_WORK TO BE COMPLETED_.
Could you please return each line of the data that has the word "Duration"?

--- SOURCE MATERIAL Enclosed Below ---

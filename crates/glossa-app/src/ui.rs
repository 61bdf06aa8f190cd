use std::sync::Arc;

use glossa_types::{AppEvent, TextSource, UiEvent};
use kanal::{AsyncReceiver, AsyncSender};
use tokio::io::{AsyncBufReadExt, BufReader};
use tokio_util::sync::CancellationToken;

use crate::state::AppState;

/// Console front end: renders app events and turns typed commands into UI
/// events. Stands in for the pointer/selection adapter, so part indices are
/// given explicitly (`-` marks an endpoint outside the text).
pub async fn console_loop(
    state: Arc<AppState>,
    app_to_ui_rx: AsyncReceiver<AppEvent>,
    ui_to_app_tx: AsyncSender<AppEvent>,
    cancel: CancellationToken,
) -> anyhow::Result<()> {
    let max_examples = {
        let config = state.config.read().await;
        config.ui.max_examples as usize
    };

    let stdin = BufReader::new(tokio::io::stdin());
    let mut lines = stdin.lines();

    loop {
        tokio::select! {
            _ = cancel.cancelled() => break,
            event = app_to_ui_rx.recv() => {
                let event = event?;
                if matches!(event, AppEvent::UiEvent(UiEvent::Close)) {
                    break;
                }
                render(&event, max_examples);
            }
            line = lines.next_line() => {
                let Some(line) = line? else {
                    // stdin closed
                    ui_to_app_tx.send(AppEvent::UiEvent(UiEvent::Close)).await?;
                    break;
                };

                let line = line.trim();
                if line.is_empty() {
                    continue;
                }

                match parse_command(line) {
                    Some(event) => {
                        let closing = matches!(event, AppEvent::UiEvent(UiEvent::Close));
                        ui_to_app_tx.send(event).await?;
                        if closing {
                            break;
                        }
                    }
                    None => print_help(),
                }
            }
        }
    }

    Ok(())
}

/// Map one console line to a UI event; `None` means unrecognized.
fn parse_command(line: &str) -> Option<AppEvent> {
    if !line.starts_with(':') {
        return Some(AppEvent::TextChanged {
            text: line.to_string(),
            source: TextSource::Manual,
        });
    }

    let mut words = line.split_whitespace();
    let command = words.next()?;

    match command {
        ":click" => {
            let index = words.next()?.parse().ok()?;
            Some(AppEvent::PartClicked(index))
        }
        ":select" => {
            let anchor = parse_endpoint(words.next()?)?;
            let focus = parse_endpoint(words.next()?)?;
            Some(AppEvent::SelectionMade { anchor, focus })
        }
        ":save" => Some(AppEvent::SaveCurrent),
        ":list" => Some(AppEvent::ListSaved),
        ":remove" => {
            let term = words.next()?.to_string();
            let language = words.next()?.to_string();
            Some(AppEvent::RemoveEntry { term, language })
        }
        ":clear" => Some(AppEvent::TextChanged {
            text: String::new(),
            source: TextSource::Manual,
        }),
        ":quit" => Some(AppEvent::UiEvent(UiEvent::Close)),
        _ => None,
    }
}

/// `-` stands for an endpoint the adapter could not map to a part
fn parse_endpoint(word: &str) -> Option<Option<usize>> {
    if word == "-" {
        return Some(None);
    }
    word.parse().ok().map(Some)
}

fn render(event: &AppEvent, max_examples: usize) {
    match event {
        AppEvent::BackendReady => {
            println!("Ready. Paste a line of text, then :click <n> or :select <a> <b>.");
        }
        AppEvent::ShowParts(parts) => {
            let words: Vec<String> = parts
                .iter()
                .filter(|p| p.is_word)
                .map(|p| format!("[{}] {}", p.index, p.surface))
                .collect();
            println!("{}", words.join("  "));
        }
        AppEvent::LookupPending { term } => {
            println!("Looking up '{}'...", term);
        }
        AppEvent::ShowDetail(detail) => {
            println!("{} ({})", detail.term, detail.language);
            if let Some(pronunciation) = &detail.pronunciation {
                println!("  {}", pronunciation);
            }
            if let Some(pos) = &detail.part_of_speech {
                println!("  {}", pos);
            }
            println!("  {}", detail.definition);
            if let Some(translation) = &detail.translation {
                println!("  translation: {}", translation);
            }
            for example in detail.examples.iter().take(max_examples) {
                println!("  - {}", example);
            }
            if !detail.related.is_empty() {
                println!("  see also: {}", detail.related.join(", "));
            }
            if detail.has_audio {
                println!("  (audio available)");
            }
        }
        AppEvent::LookupFailed { term, message } => {
            println!("'{}': {}", term, message);
        }
        AppEvent::DetectionUpdate {
            language,
            detecting,
        } => {
            if *detecting {
                println!("Detecting language...");
            } else if let Some(language) = language {
                println!("Detected language: {}", language);
            }
        }
        AppEvent::ShowSaved(entries) => {
            if entries.is_empty() {
                println!("No saved entries.");
            } else {
                for entry in entries {
                    println!("{} ({}): {}", entry.term, entry.language, entry.definition);
                }
            }
        }
        _ => {}
    }
}

fn print_help() {
    println!("Commands:");
    println!("  <text>                set the text to look things up in");
    println!("  :click <n>            look up the word part at index n");
    println!("  :select <a> <b>       look up the words covered by parts a..b ('-' = unmapped)");
    println!("  :save                 save the current result");
    println!("  :list                 list saved entries");
    println!("  :remove <term> <lang> remove a saved entry");
    println!("  :clear                clear the text");
    println!("  :quit                 exit");
}
use std::sync::Arc;
use std::time::{Duration, SystemTime};

use glossa_provider::{LanguageCode, LexicalProvider, SpeechSynthesizer};
use uuid::Uuid;

use crate::detect::LanguageDetector;
use crate::lookup::{LookupCoordinator, LookupState};
use crate::preprocess::{DefaultPreprocessor, Preprocessor};
use crate::segment::{self, TextPart};
use crate::selection::{self, PhraseResolution, SelectionSpan};
use crate::types::{LookupKey, SavedEntry};
use crate::vocabulary::VocabularyStore;

pub struct SessionOptions {
    pub default_source: LanguageCode,
    pub target: LanguageCode,
    pub detection_enabled: bool,
    pub detect_quiet: Duration,
    pub lookup_timeout: Option<Duration>,
}

impl Default for SessionOptions {
    fn default() -> Self {
        Self {
            default_source: "en".to_string(),
            target: "en".to_string(),
            detection_enabled: true,
            detect_quiet: Duration::from_millis(500),
            lookup_timeout: None,
        }
    }
}

/// Owns every piece of mutable session state: the part sequence, the active
/// lookup, the detection state and the saved vocabulary. All mutation goes
/// through its operations; there are no ambient globals.
pub struct Session<L, S> {
    parts: Vec<TextPart>,
    coordinator: Arc<LookupCoordinator<L, S>>,
    detector: Arc<LanguageDetector<L>>,
    vocabulary: VocabularyStore,
    preprocessor: DefaultPreprocessor,
    default_source: LanguageCode,
    target: LanguageCode,
    detection_enabled: bool,
}

impl<L, S> Session<L, S>
where
    L: LexicalProvider + 'static,
    S: SpeechSynthesizer + 'static,
{
    pub fn new(lexical: Arc<L>, speech: Arc<S>, options: SessionOptions) -> Self {
        Self {
            parts: Vec::new(),
            coordinator: Arc::new(LookupCoordinator::new(
                Arc::clone(&lexical),
                speech,
                options.lookup_timeout,
            )),
            detector: Arc::new(LanguageDetector::new(lexical, options.detect_quiet)),
            vocabulary: VocabularyStore::new(),
            preprocessor: DefaultPreprocessor,
            default_source: options.default_source,
            target: options.target,
            detection_enabled: options.detection_enabled,
        }
    }

    /// Replace the session text: preprocess, re-segment (invalidating all
    /// previously held part indices) and reschedule language detection.
    pub async fn set_text(&mut self, raw: &str) -> &[TextPart] {
        let text = self.preprocessor.process(raw);
        self.parts = segment::segment(&text);
        tracing::debug!("segmented into {} parts", self.parts.len());

        if self.detection_enabled {
            self.detector.text_changed(&text).await;
        }

        &self.parts
    }

    pub fn parts(&self) -> &[TextPart] {
        &self.parts
    }

    pub fn part(&self, index: usize) -> Option<&TextPart> {
        self.parts.get(index)
    }

    pub fn resolve_selection(&self, span: SelectionSpan) -> PhraseResolution {
        selection::resolve(span, &self.parts)
    }

    /// Source language for new lookups: the detected language, or the
    /// configured default while detection has no answer.
    pub async fn effective_source(&self) -> LanguageCode {
        self.detector
            .state()
            .await
            .language
            .unwrap_or_else(|| self.default_source.clone())
    }

    pub async fn key_for(&self, resolution: &PhraseResolution) -> Option<LookupKey> {
        let term = resolution.term()?;
        Some(LookupKey {
            term,
            source: self.effective_source().await,
            target: self.target.clone(),
        })
    }

    /// Lookup key for a click on one part; `None` for non-word parts.
    pub async fn key_for_click(&self, index: usize) -> Option<LookupKey> {
        let term = self.part(index)?.normalized.clone()?;
        Some(LookupKey {
            term,
            source: self.effective_source().await,
            target: self.target.clone(),
        })
    }

    pub fn coordinator(&self) -> Arc<LookupCoordinator<L, S>> {
        Arc::clone(&self.coordinator)
    }

    pub fn detector(&self) -> Arc<LanguageDetector<L>> {
        Arc::clone(&self.detector)
    }

    /// Save the currently resolved lookup into the vocabulary.
    ///
    /// Returns the new entry id, or `None` when nothing is resolved or the
    /// `(term, source)` pair is already saved.
    pub async fn save_current(&mut self) -> Option<Uuid> {
        let key = self.coordinator.active_key().await?;
        let LookupState::Resolved(detail) = self.coordinator.state().await else {
            tracing::debug!("nothing resolved to save");
            return None;
        };

        let entry = SavedEntry {
            id: Uuid::new_v4(),
            term: key.term,
            source: key.source,
            target: key.target,
            detail,
            saved_at: SystemTime::now(),
        };
        let id = entry.id;

        self.vocabulary.save(entry).then_some(id)
    }

    pub fn remove_saved(&mut self, term: &str, source: &LanguageCode) -> bool {
        self.vocabulary.remove(term, source)
    }

    pub fn vocabulary(&self) -> &VocabularyStore {
        &self.vocabulary
    }
}

#[cfg(test)]
mod tests {
    use glossa_provider::{
        ProviderError, ProviderMetadata, SpeechError, WordDetail,
    };

    use crate::lookup::LookupOutcome;

    use super::*;

    struct StubLexical {
        detected: Option<&'static str>,
    }

    #[async_trait::async_trait]
    impl LexicalProvider for StubLexical {
        async fn term_details(
            &self,
            term: &str,
            _source: LanguageCode,
            _target: LanguageCode,
        ) -> Result<Option<WordDetail>, ProviderError> {
            Ok(Some(WordDetail {
                definition: format!("definition of {term}"),
                example_sentences: vec![format!("Example with {term}.")],
                ..WordDetail::default()
            }))
        }

        async fn detect_language(
            &self,
            _text: &str,
        ) -> Result<Option<LanguageCode>, ProviderError> {
            Ok(self.detected.map(str::to_string))
        }

        fn supported_languages(&self) -> Vec<LanguageCode> {
            vec!["en".to_string(), "de".to_string()]
        }

        fn metadata(&self) -> ProviderMetadata {
            ProviderMetadata {
                name: "stub".to_string(),
                requires_api_key: false,
                free_tier_available: true,
            }
        }
    }

    struct SilentSpeech;

    #[async_trait::async_trait]
    impl SpeechSynthesizer for SilentSpeech {
        async fn synthesize(&self, _term: &str) -> Result<Option<Vec<u8>>, SpeechError> {
            Ok(None)
        }

        fn metadata(&self) -> ProviderMetadata {
            ProviderMetadata {
                name: "silent".to_string(),
                requires_api_key: false,
                free_tier_available: true,
            }
        }
    }

    fn session(detected: Option<&'static str>) -> Session<StubLexical, SilentSpeech> {
        Session::new(
            Arc::new(StubLexical { detected }),
            Arc::new(SilentSpeech),
            SessionOptions {
                default_source: "en".to_string(),
                target: "de".to_string(),
                detect_quiet: Duration::from_millis(20),
                ..SessionOptions::default()
            },
        )
    }

    #[tokio::test]
    async fn set_text_replaces_the_part_sequence() {
        let mut session = session(None);

        session.set_text("the quick fox").await;
        assert_eq!(session.parts().len(), 5);

        session.set_text("hi").await;
        assert_eq!(session.parts().len(), 1);
        assert!(session.part(4).is_none());
    }

    #[tokio::test]
    async fn click_key_falls_back_to_default_source() {
        let mut session = session(None);
        session.set_text("Guten Tag").await;
        tokio::time::sleep(Duration::from_millis(100)).await;

        let key = session.key_for_click(0).await.expect("word part");
        assert_eq!(key.term, "guten");
        assert_eq!(key.source, "en");
        assert_eq!(key.target, "de");
    }

    #[tokio::test]
    async fn detected_language_feeds_new_keys() {
        let mut session = session(Some("de"));
        session.set_text("Guten Tag").await;
        tokio::time::sleep(Duration::from_millis(100)).await;

        let key = session.key_for_click(0).await.expect("word part");
        assert_eq!(key.source, "de");
    }

    #[tokio::test]
    async fn click_on_non_word_part_has_no_key() {
        let mut session = session(None);
        session.set_text("the quick fox").await;

        assert!(session.key_for_click(1).await.is_none());
        assert!(session.key_for_click(99).await.is_none());
    }

    #[tokio::test]
    async fn selection_resolution_builds_phrase_keys() {
        let mut session = session(None);
        session.set_text("The Quick Fox").await;

        let resolution = session.resolve_selection(SelectionSpan::new(0, 4));
        let key = session.key_for(&resolution).await.expect("phrase key");
        assert_eq!(key.term, "the quick fox");
    }

    #[tokio::test]
    async fn save_current_is_idempotent_per_term_and_source() {
        let mut session = session(None);
        session.set_text("fox").await;

        let key = session.key_for_click(0).await.expect("word part");
        let outcome = session.coordinator().lookup(key).await;
        assert!(matches!(outcome, LookupOutcome::Resolved(_)));

        assert!(session.save_current().await.is_some());
        assert!(session.save_current().await.is_none());
        assert_eq!(session.vocabulary().len(), 1);

        assert!(session.remove_saved("fox", &"en".to_string()));
        assert!(session.vocabulary().is_empty());
    }

    #[tokio::test]
    async fn nothing_to_save_before_a_resolved_lookup() {
        let mut session = session(None);
        session.set_text("fox").await;

        assert!(session.save_current().await.is_none());
        assert!(session.vocabulary().is_empty());
    }
}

--- End of Enclosed SOURCE MATERIAL ---

_RESULT OF THE EXERCISE_.
use std::time::{Duration, SystemTime};
    pub detect_quiet: Duration,
    pub lookup_timeout: Option<Duration>,
            detect_quiet: Duration::from_millis(500),
                detect_quiet: Duration::from_millis(20),
        tokio::time::sleep(Duration::from_millis(100)).await;
        tokio::time::sleep(Duration::from_millis(100)).await;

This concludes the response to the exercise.